To: GodGunsGuts
Godels theorems prove that either the universe is infinite, or it is finite and infinity lies outside the universe (as theists maintain). I don't get this. I'm not a mathematician, but I thought Godel's proof referred to formal systems, like rational (and in the event man made) systems of mathematics.

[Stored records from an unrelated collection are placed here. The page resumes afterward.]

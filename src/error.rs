//! Error types for strmsync operations

use std::error::Error;
use std::fmt;
use std::io;

use crate::validation::ValidationError;

/// Main error type for a sync run
///
/// Every variant is fatal for the current run. Malformed tree lines are never
/// reported here; the parser tolerates them.
#[derive(Debug)]
pub enum SyncError {
	/// A required setting is missing or invalid
	Config { message: String },

	/// Network or HTTP failure while downloading a tree dump
	Fetch { source_id: String, message: String },

	/// Conversion produced no usable canonical document
	Encoding { message: String },

	/// Durable record or pointer-file storage failure
	Storage { message: String },

	/// I/O error
	Io(io::Error),

	/// Generic error message
	Other { message: String },
}

impl SyncError {
	pub fn config(message: impl Into<String>) -> Self {
		SyncError::Config { message: message.into() }
	}

	pub fn fetch(source_id: impl Into<String>, message: impl Into<String>) -> Self {
		SyncError::Fetch { source_id: source_id.into(), message: message.into() }
	}

	pub fn encoding(message: impl Into<String>) -> Self {
		SyncError::Encoding { message: message.into() }
	}

	pub fn storage(message: impl Into<String>) -> Self {
		SyncError::Storage { message: message.into() }
	}

	/// Short kind label used in log lines
	pub fn kind(&self) -> &'static str {
		match self {
			SyncError::Config { .. } => "ConfigError",
			SyncError::Fetch { .. } => "FetchError",
			SyncError::Encoding { .. } => "EncodingError",
			SyncError::Storage { .. } | SyncError::Io(_) => "StorageError",
			SyncError::Other { .. } => "Error",
		}
	}
}

impl fmt::Display for SyncError {
	fn fmt(&self, f: &mut fmt::Formatter<'_>) -> fmt::Result {
		match self {
			SyncError::Config { message } => write!(f, "Invalid configuration: {}", message),
			SyncError::Fetch { source_id, message } => {
				write!(f, "Failed to download tree from {} source: {}", source_id, message)
			}
			SyncError::Encoding { message } => write!(f, "Encoding failed: {}", message),
			SyncError::Storage { message } => write!(f, "Storage error: {}", message),
			SyncError::Io(e) => write!(f, "I/O error: {}", e),
			SyncError::Other { message } => write!(f, "{}", message),
		}
	}
}

impl Error for SyncError {
	fn source(&self) -> Option<&(dyn Error + 'static)> {
		match self {
			SyncError::Io(e) => Some(e),
			_ => None,
		}
	}
}

impl From<io::Error> for SyncError {
	fn from(e: io::Error) -> Self {
		SyncError::Io(e)
	}
}

impl From<ValidationError> for SyncError {
	fn from(e: ValidationError) -> Self {
		SyncError::Config { message: e.to_string() }
	}
}

impl From<serde_json::Error> for SyncError {
	fn from(e: serde_json::Error) -> Self {
		SyncError::Config { message: format!("Failed to serialize settings: {}", e) }
	}
}

impl From<json5::Error> for SyncError {
	fn from(e: json5::Error) -> Self {
		SyncError::Config { message: format!("Failed to parse settings: {}", e) }
	}
}

impl From<tokio::task::JoinError> for SyncError {
	fn from(e: tokio::task::JoinError) -> Self {
		SyncError::Other { message: format!("Worker task failed: {}", e) }
	}
}

macro_rules! storage_from {
	($($ty:ty),* $(,)?) => {
		$(
			impl From<$ty> for SyncError {
				fn from(e: $ty) -> Self {
					SyncError::Storage { message: e.to_string() }
				}
			}
		)*
	};
}

storage_from!(
	redb::Error,
	redb::DatabaseError,
	redb::TransactionError,
	redb::TableError,
	redb::StorageError,
	redb::CommitError,
);


// vim: ts=4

How does a proof that formal systems cannot be complete (generate proofs of all true theorems) say anything about the universe, let alone what's beyond the universe? After all it's possible (is it not?) to have infinities within mathematics, for instance an infinite number of integers, without the universe itself being spatially infinite.
536 posted on
07/02/2007 12:21:10 PM PDT by
Stultis
(I don't worry about the war turning into "Vietnam" in Iraq; I worry about it doing so in Congress.)
To: Stultis
The universe is finite and unbounded.
—What Poincare’s conjecture comes to.
544 posted on
07/02/2007 12:36:07 PM PDT by
RightWhale
(It's Brecht's donkey, not mine)
To: Stultis
Godel proved that no finite system is sufficient in itself. And while Godel’s theorem demonstrates that the finite infers something greater than itself, it is also true that the finite cannot prove the infinite. It must be inferred. Moreover, yet another implication of Godel’s theorem is that faith is ultimately the only possible response to reality. So, in so far as Godel is concerned, it would appear that faith and science are not strictly incompatible.